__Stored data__

- Opening Delimiter -

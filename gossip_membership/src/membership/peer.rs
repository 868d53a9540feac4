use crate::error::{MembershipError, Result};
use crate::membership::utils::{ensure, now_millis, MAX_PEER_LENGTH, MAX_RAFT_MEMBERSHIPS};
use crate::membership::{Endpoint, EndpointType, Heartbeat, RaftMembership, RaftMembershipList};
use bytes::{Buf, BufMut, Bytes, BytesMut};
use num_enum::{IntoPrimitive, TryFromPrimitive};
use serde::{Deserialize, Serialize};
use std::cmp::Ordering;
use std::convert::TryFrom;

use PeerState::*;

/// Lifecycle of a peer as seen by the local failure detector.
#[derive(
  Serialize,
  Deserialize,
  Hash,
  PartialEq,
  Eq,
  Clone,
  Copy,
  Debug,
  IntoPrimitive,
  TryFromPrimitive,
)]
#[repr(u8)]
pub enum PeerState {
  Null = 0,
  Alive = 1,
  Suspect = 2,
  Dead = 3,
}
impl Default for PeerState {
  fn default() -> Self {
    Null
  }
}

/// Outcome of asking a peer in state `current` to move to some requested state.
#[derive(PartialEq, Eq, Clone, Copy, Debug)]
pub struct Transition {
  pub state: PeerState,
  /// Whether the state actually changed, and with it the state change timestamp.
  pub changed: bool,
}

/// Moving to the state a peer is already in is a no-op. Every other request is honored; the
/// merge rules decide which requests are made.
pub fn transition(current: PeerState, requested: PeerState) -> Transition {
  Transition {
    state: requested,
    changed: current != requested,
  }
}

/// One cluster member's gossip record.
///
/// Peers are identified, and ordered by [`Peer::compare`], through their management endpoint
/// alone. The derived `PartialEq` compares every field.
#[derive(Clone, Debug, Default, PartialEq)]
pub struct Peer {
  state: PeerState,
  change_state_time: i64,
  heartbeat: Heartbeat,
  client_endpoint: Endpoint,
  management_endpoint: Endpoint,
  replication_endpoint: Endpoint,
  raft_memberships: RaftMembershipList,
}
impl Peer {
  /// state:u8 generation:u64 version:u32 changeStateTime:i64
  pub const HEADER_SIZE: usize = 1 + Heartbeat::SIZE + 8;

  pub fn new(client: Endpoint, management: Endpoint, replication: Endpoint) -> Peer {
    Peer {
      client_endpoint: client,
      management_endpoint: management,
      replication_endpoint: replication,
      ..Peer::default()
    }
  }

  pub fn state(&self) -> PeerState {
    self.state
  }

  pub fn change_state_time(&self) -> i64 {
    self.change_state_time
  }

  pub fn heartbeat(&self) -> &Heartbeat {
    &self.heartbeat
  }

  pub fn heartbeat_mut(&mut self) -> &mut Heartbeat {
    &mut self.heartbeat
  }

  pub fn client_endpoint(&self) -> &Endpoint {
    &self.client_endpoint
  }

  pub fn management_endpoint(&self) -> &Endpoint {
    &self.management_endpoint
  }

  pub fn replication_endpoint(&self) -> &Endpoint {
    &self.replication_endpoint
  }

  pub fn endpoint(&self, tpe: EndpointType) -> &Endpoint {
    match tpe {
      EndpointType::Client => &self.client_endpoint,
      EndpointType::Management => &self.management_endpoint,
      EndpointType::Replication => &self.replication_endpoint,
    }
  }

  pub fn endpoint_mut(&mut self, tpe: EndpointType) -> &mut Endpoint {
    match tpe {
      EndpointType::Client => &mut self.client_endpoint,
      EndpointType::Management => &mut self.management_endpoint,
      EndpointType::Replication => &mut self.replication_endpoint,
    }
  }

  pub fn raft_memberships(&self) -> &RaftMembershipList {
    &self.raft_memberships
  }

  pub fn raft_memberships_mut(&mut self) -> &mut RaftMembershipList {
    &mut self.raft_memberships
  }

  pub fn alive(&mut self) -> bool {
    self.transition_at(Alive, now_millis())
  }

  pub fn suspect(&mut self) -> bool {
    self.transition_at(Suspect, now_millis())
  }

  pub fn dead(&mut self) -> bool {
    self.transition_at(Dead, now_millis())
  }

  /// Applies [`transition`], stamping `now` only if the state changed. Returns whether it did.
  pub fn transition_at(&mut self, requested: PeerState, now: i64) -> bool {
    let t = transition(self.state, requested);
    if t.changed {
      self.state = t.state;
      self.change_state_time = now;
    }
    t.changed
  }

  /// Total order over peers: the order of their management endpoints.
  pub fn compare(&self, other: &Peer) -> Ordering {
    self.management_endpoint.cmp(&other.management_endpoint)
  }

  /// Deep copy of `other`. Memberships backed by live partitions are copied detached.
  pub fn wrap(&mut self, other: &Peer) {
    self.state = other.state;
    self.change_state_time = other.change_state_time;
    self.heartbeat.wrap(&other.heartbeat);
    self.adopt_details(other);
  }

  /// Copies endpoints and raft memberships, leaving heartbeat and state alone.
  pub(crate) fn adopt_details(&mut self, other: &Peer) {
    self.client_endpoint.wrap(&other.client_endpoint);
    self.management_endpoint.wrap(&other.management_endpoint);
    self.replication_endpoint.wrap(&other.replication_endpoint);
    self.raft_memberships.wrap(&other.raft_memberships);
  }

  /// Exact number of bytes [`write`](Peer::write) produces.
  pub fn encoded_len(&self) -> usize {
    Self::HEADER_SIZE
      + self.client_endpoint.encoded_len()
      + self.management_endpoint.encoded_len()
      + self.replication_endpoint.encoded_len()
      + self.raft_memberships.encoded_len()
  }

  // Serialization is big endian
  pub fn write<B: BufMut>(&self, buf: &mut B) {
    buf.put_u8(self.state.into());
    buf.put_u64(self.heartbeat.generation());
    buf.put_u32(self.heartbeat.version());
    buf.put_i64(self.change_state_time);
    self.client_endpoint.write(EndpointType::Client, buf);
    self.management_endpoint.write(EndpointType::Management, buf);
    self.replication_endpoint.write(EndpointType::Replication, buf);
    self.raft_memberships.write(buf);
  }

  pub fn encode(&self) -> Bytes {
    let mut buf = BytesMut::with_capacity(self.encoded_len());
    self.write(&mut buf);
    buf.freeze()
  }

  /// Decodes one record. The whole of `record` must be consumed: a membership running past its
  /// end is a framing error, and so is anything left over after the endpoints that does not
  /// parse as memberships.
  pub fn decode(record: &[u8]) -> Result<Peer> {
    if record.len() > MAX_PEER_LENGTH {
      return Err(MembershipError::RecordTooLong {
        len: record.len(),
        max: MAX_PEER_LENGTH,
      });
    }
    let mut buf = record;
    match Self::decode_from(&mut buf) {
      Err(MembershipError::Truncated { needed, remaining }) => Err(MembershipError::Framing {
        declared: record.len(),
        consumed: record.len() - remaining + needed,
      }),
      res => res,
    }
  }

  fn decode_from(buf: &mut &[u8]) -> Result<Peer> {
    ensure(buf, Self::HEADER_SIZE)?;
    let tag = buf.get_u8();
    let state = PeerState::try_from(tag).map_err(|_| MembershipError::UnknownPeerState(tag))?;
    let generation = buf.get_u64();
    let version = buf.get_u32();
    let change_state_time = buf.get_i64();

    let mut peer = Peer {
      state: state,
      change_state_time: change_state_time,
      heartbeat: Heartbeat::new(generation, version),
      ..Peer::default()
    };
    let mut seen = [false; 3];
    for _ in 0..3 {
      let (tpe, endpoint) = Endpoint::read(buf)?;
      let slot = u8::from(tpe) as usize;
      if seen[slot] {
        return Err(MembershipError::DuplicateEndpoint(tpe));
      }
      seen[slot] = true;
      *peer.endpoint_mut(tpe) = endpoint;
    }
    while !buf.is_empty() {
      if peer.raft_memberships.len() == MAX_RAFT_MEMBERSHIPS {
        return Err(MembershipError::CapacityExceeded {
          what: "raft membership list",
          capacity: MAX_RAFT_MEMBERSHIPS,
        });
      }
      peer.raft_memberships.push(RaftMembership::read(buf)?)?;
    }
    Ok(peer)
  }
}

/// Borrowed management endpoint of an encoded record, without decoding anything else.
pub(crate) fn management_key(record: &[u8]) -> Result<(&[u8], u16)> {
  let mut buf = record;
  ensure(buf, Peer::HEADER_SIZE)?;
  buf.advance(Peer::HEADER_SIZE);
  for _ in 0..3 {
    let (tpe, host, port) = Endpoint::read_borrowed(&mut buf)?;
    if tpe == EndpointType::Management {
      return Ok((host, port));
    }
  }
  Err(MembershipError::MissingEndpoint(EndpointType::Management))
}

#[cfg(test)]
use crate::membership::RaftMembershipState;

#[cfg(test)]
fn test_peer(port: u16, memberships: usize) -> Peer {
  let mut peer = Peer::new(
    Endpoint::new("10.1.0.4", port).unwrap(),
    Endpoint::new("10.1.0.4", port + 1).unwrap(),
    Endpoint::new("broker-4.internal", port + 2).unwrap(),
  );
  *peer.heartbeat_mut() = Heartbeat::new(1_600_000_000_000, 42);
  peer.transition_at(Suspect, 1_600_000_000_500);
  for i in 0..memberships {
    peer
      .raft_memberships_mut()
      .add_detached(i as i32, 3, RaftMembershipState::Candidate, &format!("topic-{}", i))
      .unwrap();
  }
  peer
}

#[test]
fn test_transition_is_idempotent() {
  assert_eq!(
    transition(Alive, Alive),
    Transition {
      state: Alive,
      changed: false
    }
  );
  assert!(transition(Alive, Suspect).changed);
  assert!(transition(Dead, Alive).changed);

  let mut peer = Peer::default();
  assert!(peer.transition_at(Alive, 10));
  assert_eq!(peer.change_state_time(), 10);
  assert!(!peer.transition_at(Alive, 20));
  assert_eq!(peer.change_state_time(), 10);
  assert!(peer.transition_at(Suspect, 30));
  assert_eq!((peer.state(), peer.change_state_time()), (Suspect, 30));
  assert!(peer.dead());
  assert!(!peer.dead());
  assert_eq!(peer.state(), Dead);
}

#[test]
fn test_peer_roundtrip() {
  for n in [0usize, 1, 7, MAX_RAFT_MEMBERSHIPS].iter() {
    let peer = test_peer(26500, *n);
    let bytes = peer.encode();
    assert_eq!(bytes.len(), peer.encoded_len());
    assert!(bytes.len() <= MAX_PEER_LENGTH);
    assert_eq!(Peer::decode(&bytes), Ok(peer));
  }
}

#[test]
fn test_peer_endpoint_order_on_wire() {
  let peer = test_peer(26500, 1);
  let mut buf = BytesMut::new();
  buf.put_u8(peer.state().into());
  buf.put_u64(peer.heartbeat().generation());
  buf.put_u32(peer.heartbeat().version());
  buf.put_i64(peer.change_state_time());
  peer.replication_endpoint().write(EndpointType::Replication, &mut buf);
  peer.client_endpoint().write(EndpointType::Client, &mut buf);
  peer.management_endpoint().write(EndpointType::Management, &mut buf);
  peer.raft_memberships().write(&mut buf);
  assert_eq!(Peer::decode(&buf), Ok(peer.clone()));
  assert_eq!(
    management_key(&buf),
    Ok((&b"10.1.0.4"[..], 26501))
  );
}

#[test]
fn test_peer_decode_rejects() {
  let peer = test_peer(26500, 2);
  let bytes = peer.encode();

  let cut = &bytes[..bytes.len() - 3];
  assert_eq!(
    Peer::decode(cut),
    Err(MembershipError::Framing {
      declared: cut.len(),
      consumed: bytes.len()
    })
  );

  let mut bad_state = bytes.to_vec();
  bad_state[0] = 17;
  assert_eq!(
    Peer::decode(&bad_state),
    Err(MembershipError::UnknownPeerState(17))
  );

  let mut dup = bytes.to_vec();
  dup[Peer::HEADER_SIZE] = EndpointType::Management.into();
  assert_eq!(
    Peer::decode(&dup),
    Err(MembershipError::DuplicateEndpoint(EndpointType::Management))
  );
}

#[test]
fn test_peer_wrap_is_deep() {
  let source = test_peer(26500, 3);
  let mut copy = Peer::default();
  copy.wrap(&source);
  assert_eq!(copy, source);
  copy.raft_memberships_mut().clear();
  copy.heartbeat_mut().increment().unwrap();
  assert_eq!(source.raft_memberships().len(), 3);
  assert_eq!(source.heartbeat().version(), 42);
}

- Closing Delimiter -
- Opening Delimiter -

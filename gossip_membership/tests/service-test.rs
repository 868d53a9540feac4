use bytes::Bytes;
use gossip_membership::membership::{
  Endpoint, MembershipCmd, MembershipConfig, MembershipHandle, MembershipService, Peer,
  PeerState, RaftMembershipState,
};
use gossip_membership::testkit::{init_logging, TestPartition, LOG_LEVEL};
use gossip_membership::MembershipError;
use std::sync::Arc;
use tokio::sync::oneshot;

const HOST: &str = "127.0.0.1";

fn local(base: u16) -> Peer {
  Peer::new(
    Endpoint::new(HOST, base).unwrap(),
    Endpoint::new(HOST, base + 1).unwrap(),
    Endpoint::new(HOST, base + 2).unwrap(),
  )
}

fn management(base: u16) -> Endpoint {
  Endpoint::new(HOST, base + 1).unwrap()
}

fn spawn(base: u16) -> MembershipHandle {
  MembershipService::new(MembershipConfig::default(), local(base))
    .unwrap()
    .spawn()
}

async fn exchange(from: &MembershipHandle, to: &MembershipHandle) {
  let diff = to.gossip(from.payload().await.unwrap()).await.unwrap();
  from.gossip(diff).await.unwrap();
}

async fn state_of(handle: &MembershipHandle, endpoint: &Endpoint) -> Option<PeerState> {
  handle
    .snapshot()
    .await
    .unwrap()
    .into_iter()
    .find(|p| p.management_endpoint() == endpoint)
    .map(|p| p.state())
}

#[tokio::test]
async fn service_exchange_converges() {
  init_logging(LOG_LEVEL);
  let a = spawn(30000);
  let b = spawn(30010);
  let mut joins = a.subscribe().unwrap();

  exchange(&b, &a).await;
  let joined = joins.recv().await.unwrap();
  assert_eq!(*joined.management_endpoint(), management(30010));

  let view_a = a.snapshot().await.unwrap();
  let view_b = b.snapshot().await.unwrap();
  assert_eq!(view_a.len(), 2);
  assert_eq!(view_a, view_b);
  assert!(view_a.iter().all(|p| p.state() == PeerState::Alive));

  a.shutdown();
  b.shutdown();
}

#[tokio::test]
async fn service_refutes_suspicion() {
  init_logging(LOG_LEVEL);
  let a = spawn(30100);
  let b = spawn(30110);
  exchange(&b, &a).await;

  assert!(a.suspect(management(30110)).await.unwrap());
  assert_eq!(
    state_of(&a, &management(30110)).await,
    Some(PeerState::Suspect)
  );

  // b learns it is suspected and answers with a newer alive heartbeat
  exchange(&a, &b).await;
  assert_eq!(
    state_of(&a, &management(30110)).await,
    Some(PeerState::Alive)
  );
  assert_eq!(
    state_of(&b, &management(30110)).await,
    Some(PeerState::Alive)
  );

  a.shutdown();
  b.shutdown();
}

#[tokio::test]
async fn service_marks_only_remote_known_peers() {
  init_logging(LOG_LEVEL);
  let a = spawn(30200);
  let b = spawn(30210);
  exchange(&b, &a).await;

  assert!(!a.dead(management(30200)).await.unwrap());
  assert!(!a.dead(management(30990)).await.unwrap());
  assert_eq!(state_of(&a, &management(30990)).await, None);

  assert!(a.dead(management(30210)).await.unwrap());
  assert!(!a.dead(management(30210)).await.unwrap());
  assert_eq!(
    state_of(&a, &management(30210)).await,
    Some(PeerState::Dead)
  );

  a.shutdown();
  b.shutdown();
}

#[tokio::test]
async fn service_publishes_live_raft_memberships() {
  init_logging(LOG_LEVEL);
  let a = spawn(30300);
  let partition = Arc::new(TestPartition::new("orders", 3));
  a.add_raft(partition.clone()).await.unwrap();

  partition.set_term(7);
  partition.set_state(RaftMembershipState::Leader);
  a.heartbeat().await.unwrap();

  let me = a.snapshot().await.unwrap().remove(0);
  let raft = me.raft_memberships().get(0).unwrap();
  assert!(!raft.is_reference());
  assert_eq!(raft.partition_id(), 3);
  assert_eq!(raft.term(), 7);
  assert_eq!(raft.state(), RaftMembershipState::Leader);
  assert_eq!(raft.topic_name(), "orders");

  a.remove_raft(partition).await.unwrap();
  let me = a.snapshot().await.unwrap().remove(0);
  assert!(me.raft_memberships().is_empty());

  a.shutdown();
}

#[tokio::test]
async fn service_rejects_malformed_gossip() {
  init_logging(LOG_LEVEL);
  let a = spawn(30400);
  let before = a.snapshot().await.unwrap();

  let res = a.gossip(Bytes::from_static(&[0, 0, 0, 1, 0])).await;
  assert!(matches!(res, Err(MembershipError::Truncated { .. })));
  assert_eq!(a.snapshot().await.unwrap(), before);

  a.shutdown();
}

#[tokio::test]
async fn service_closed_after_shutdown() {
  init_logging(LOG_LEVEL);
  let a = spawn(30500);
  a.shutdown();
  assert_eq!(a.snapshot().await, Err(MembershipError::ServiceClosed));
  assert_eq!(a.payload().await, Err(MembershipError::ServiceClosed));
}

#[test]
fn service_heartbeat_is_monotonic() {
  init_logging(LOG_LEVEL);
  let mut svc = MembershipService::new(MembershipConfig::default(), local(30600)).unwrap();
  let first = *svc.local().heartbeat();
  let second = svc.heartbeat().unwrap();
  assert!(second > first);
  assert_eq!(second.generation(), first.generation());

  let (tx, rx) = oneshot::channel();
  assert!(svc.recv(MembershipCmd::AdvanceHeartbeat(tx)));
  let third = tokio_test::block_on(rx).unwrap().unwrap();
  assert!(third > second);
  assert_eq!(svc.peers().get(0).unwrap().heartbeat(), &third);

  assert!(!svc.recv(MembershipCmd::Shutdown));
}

- Closing Delimiter -

__What to produce__
Across the entries above, how many lines contain "local"? Provide only the count.

__Answer section__
5